== Segment start ==

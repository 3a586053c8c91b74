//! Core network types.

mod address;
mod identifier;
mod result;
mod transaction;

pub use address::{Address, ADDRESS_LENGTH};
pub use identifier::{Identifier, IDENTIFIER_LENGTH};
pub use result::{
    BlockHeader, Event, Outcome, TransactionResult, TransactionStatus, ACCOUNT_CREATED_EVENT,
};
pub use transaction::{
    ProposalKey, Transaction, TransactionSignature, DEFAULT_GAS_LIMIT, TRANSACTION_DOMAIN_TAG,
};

== Segment end ==
== Segment start ==

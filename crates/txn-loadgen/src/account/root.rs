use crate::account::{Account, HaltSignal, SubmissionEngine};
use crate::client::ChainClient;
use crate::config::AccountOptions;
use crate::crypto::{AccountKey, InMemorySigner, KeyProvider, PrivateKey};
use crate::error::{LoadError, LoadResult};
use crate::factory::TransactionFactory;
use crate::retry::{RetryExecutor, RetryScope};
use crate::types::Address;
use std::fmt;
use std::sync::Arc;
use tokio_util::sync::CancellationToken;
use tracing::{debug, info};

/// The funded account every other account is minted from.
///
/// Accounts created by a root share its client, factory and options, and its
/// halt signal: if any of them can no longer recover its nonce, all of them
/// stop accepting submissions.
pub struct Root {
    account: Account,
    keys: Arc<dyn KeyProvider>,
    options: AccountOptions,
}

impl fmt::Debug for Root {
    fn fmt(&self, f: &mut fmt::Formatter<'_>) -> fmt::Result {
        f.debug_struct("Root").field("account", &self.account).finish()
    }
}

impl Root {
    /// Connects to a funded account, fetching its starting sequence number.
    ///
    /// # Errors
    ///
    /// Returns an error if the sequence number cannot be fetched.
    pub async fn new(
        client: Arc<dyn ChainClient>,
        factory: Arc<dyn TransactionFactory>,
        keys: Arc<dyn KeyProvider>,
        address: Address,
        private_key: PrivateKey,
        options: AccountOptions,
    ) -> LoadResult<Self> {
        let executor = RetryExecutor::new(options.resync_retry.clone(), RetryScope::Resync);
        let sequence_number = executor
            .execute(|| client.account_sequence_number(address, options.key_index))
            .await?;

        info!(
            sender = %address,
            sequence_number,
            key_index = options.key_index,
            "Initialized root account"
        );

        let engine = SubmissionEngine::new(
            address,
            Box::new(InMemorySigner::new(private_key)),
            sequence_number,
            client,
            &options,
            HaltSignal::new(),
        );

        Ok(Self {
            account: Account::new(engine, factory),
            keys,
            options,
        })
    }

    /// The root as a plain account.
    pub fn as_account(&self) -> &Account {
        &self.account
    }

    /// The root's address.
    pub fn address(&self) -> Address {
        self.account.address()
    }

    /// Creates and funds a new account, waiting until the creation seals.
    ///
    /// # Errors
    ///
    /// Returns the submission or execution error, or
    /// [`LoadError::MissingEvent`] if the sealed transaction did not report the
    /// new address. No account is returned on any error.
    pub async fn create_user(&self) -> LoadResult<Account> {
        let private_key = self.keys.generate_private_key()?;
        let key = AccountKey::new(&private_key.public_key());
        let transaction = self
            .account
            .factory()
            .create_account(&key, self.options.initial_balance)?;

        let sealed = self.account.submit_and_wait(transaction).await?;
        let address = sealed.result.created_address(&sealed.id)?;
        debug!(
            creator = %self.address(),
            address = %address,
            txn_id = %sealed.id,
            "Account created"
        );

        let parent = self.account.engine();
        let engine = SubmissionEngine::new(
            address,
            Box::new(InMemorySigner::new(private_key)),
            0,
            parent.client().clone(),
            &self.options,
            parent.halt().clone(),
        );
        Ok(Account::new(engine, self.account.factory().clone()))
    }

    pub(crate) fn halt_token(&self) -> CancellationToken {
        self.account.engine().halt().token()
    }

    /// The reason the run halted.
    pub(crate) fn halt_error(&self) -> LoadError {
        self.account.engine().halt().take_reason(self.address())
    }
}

== Segment end ==

PROBLEM TO WORK ON — From the records above, count the lines that contain "funded". Only the number should be written.

TASK RESULT — 2